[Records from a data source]
======

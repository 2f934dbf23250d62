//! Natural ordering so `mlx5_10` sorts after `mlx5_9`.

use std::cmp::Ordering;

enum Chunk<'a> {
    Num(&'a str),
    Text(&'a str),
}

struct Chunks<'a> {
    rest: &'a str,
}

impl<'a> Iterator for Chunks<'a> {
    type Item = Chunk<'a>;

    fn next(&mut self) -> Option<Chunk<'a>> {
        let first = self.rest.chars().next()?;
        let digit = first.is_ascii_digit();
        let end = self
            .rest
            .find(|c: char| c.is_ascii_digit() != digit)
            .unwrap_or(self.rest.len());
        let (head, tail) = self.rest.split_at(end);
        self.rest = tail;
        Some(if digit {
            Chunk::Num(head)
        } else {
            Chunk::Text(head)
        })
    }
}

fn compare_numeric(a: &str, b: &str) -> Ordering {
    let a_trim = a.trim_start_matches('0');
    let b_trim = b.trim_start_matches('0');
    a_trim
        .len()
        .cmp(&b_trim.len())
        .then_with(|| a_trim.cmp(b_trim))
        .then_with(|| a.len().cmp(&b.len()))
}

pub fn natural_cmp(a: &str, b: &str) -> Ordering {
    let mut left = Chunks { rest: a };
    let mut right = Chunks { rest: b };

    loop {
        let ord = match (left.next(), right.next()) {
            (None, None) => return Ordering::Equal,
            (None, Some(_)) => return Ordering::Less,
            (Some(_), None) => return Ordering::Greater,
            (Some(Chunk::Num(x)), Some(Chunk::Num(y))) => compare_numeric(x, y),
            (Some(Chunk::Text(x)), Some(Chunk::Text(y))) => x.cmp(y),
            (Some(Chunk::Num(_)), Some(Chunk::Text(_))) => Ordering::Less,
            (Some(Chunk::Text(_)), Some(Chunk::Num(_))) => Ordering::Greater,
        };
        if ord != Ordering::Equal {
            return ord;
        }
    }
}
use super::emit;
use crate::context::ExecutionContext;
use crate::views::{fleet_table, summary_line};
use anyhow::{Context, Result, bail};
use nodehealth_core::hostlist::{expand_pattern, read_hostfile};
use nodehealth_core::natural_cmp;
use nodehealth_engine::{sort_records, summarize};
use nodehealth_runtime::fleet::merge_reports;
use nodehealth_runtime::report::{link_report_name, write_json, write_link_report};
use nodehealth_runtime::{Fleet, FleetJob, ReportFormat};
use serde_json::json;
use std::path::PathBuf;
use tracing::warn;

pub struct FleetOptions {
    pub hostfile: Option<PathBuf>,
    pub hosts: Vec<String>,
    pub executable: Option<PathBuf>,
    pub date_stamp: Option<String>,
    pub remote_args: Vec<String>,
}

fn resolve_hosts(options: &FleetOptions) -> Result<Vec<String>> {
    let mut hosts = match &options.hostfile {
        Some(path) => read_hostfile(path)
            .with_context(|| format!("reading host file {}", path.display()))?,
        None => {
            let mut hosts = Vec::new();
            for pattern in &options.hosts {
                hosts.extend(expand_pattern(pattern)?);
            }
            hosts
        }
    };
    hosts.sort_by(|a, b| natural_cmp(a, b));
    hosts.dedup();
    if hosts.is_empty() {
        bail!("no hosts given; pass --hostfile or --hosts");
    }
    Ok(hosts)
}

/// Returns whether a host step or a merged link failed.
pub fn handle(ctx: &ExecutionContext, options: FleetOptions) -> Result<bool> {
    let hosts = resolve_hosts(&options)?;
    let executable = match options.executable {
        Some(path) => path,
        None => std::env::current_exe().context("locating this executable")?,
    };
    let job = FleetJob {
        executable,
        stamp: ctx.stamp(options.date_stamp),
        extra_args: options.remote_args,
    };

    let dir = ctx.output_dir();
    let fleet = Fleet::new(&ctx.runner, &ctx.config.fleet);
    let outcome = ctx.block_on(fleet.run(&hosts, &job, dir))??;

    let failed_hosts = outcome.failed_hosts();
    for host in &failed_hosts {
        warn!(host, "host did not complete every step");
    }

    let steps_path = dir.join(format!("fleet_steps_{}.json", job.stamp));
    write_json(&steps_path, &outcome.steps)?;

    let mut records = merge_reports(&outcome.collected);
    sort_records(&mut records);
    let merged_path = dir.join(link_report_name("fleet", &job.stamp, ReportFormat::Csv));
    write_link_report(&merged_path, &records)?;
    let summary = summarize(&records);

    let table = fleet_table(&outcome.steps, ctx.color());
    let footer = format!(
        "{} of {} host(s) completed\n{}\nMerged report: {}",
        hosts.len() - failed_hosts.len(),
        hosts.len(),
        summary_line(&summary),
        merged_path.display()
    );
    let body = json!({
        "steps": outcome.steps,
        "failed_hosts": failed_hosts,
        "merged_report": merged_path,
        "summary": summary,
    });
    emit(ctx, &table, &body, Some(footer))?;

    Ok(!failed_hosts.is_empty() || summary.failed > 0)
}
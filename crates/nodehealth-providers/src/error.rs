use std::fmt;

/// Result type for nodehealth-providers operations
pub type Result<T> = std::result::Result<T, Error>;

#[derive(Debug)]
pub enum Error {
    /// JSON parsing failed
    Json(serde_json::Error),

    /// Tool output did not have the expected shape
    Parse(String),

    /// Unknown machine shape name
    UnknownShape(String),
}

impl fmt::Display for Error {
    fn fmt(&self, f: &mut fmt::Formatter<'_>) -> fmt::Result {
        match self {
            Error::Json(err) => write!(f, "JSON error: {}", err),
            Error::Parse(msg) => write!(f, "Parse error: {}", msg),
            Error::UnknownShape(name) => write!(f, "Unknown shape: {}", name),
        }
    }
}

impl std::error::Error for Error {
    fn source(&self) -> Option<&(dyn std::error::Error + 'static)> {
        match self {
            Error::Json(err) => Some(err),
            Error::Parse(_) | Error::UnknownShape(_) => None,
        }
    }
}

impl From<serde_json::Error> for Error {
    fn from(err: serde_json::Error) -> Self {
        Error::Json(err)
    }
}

======

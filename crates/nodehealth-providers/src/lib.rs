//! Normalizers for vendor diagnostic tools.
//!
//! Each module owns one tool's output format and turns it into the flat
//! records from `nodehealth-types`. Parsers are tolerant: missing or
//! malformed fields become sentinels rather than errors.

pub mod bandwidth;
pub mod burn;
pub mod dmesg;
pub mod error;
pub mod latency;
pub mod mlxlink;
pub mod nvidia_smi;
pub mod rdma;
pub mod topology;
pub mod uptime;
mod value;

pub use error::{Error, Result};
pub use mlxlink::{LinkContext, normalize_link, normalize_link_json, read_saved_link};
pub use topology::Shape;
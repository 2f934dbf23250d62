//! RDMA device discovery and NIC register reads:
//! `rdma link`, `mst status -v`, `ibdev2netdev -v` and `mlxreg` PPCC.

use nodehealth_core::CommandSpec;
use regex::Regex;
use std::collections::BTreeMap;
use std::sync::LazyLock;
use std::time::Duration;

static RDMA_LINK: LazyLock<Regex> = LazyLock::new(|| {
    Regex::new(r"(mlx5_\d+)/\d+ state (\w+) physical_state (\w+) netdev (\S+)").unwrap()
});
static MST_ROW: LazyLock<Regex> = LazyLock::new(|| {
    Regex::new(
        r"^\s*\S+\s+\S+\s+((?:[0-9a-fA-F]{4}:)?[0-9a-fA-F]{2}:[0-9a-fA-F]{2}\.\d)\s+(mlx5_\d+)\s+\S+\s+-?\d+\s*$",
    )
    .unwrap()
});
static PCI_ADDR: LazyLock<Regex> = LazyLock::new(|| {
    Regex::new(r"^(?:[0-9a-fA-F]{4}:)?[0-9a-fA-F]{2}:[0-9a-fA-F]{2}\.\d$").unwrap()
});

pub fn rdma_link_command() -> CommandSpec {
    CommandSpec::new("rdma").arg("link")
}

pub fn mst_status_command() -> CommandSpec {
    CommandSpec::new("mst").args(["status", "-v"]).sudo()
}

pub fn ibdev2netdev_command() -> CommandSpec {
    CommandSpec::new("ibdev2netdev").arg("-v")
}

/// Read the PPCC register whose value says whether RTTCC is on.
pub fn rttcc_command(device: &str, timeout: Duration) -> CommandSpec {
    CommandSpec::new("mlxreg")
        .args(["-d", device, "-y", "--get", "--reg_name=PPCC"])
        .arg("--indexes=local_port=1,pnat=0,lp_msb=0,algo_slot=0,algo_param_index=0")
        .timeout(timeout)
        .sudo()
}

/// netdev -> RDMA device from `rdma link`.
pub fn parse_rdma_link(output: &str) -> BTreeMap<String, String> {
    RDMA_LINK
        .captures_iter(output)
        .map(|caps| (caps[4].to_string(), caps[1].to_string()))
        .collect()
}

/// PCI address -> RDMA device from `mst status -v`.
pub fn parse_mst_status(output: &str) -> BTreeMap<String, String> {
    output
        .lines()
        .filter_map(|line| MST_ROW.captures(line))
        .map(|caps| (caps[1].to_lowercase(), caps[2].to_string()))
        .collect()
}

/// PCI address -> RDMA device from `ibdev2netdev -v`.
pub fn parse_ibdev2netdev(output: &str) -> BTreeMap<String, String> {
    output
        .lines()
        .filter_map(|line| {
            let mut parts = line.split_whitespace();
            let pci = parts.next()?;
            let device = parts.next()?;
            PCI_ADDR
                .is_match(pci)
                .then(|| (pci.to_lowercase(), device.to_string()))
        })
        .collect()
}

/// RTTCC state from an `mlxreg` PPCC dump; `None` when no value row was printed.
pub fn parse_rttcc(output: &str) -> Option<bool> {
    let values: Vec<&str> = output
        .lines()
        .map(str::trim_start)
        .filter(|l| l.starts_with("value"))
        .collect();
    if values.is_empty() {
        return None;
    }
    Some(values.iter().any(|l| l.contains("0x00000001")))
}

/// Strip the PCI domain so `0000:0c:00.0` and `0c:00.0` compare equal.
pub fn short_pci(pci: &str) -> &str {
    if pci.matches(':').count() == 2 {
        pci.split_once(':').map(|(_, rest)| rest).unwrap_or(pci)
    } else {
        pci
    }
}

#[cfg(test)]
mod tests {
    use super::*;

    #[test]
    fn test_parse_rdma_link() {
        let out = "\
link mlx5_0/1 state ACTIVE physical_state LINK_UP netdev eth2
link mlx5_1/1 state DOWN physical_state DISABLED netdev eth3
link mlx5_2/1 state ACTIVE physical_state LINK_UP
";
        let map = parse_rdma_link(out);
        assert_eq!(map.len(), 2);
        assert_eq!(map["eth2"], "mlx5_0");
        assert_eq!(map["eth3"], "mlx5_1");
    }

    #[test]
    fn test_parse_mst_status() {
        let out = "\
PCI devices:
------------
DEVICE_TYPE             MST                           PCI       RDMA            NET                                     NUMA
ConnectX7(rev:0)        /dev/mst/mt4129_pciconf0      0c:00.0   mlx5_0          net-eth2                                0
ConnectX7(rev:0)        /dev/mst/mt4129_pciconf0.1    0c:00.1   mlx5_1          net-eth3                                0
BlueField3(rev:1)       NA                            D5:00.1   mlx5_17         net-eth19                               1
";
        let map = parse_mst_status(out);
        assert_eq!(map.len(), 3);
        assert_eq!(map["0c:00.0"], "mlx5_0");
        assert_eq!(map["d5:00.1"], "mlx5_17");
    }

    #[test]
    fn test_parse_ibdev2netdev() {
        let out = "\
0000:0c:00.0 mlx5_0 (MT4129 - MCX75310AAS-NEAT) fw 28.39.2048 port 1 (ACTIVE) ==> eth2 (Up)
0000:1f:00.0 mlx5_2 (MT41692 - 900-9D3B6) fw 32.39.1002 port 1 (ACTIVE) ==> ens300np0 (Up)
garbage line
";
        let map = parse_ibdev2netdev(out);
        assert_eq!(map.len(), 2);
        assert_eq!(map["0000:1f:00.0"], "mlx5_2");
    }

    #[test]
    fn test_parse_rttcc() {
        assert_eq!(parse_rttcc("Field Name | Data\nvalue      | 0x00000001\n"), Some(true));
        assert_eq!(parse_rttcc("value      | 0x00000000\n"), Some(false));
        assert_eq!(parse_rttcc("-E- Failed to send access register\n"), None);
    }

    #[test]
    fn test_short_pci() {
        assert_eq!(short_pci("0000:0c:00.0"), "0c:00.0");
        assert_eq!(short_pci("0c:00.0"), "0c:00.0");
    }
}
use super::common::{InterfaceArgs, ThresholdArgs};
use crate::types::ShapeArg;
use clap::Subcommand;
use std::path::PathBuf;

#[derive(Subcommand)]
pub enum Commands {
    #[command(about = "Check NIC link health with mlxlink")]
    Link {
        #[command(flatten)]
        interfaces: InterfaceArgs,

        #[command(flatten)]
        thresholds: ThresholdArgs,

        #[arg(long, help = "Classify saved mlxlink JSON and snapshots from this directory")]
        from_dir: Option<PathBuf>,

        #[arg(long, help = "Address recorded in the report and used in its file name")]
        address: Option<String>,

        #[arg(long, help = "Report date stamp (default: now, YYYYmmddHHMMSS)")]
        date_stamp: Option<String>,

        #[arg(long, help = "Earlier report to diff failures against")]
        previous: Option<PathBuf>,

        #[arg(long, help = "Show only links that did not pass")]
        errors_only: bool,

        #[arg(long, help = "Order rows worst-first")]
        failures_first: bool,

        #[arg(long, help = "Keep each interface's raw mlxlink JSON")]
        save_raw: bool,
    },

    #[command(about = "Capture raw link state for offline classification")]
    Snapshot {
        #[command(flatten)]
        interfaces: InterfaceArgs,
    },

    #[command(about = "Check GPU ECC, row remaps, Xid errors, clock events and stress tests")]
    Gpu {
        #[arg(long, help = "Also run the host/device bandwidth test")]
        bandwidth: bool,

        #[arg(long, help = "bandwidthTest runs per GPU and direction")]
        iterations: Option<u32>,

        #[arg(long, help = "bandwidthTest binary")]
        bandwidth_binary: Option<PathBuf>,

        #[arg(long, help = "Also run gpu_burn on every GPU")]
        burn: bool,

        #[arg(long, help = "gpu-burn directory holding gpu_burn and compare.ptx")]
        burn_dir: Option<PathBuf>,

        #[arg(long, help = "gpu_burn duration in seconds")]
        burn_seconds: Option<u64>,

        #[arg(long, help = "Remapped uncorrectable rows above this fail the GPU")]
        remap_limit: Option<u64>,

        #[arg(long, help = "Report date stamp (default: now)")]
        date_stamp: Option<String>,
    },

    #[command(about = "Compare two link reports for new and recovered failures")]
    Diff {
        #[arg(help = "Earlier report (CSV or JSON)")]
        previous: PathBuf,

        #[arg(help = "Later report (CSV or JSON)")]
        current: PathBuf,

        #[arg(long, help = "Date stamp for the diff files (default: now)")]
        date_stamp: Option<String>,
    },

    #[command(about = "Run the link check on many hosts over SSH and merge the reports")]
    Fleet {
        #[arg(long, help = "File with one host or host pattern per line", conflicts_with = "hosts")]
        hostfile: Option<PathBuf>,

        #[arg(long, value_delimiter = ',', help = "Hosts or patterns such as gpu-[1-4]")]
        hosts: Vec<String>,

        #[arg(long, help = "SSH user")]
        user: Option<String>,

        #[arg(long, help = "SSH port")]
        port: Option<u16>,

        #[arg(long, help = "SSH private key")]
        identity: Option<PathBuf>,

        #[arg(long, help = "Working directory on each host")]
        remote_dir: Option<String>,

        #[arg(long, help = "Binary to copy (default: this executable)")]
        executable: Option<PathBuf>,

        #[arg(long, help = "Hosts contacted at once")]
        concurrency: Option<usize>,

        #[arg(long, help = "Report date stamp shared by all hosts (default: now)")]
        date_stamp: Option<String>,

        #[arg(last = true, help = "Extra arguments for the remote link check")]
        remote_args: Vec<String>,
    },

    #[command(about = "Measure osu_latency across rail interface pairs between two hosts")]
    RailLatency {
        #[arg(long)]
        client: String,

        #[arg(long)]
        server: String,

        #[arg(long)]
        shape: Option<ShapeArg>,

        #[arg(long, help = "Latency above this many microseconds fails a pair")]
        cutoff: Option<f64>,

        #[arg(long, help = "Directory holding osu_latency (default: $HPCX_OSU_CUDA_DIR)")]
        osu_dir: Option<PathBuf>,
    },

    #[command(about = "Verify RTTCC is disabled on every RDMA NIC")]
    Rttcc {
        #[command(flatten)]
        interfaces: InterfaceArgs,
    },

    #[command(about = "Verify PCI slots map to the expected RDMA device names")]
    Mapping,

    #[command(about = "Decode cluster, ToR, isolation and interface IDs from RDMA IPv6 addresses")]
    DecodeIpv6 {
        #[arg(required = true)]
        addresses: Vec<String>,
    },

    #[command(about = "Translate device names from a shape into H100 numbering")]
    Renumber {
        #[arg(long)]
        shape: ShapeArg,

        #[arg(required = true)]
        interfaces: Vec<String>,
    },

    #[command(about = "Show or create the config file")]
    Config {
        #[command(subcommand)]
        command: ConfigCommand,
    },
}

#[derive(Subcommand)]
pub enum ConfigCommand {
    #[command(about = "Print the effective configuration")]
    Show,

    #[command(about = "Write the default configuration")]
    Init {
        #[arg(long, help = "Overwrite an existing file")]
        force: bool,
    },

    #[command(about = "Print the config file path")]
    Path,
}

======

■ What the exercise asks
Repeat, exactly as they stand above, the lines from the line with "(Some(_), None) =>" to the line with "(Some(Chunk::Num(_)), Some(Chunk::Text(_))) =>", both lines included.

■ Result of this exercise
            (Some(_), None) => return Ordering::Greater,
            (Some(Chunk::Num(x)), Some(Chunk::Num(y))) => compare_numeric(x, y),
            (Some(Chunk::Text(x)), Some(Chunk::Text(y))) => x.cmp(y),
            (Some(Chunk::Num(_)), Some(Chunk::Text(_))) => Ordering::Less,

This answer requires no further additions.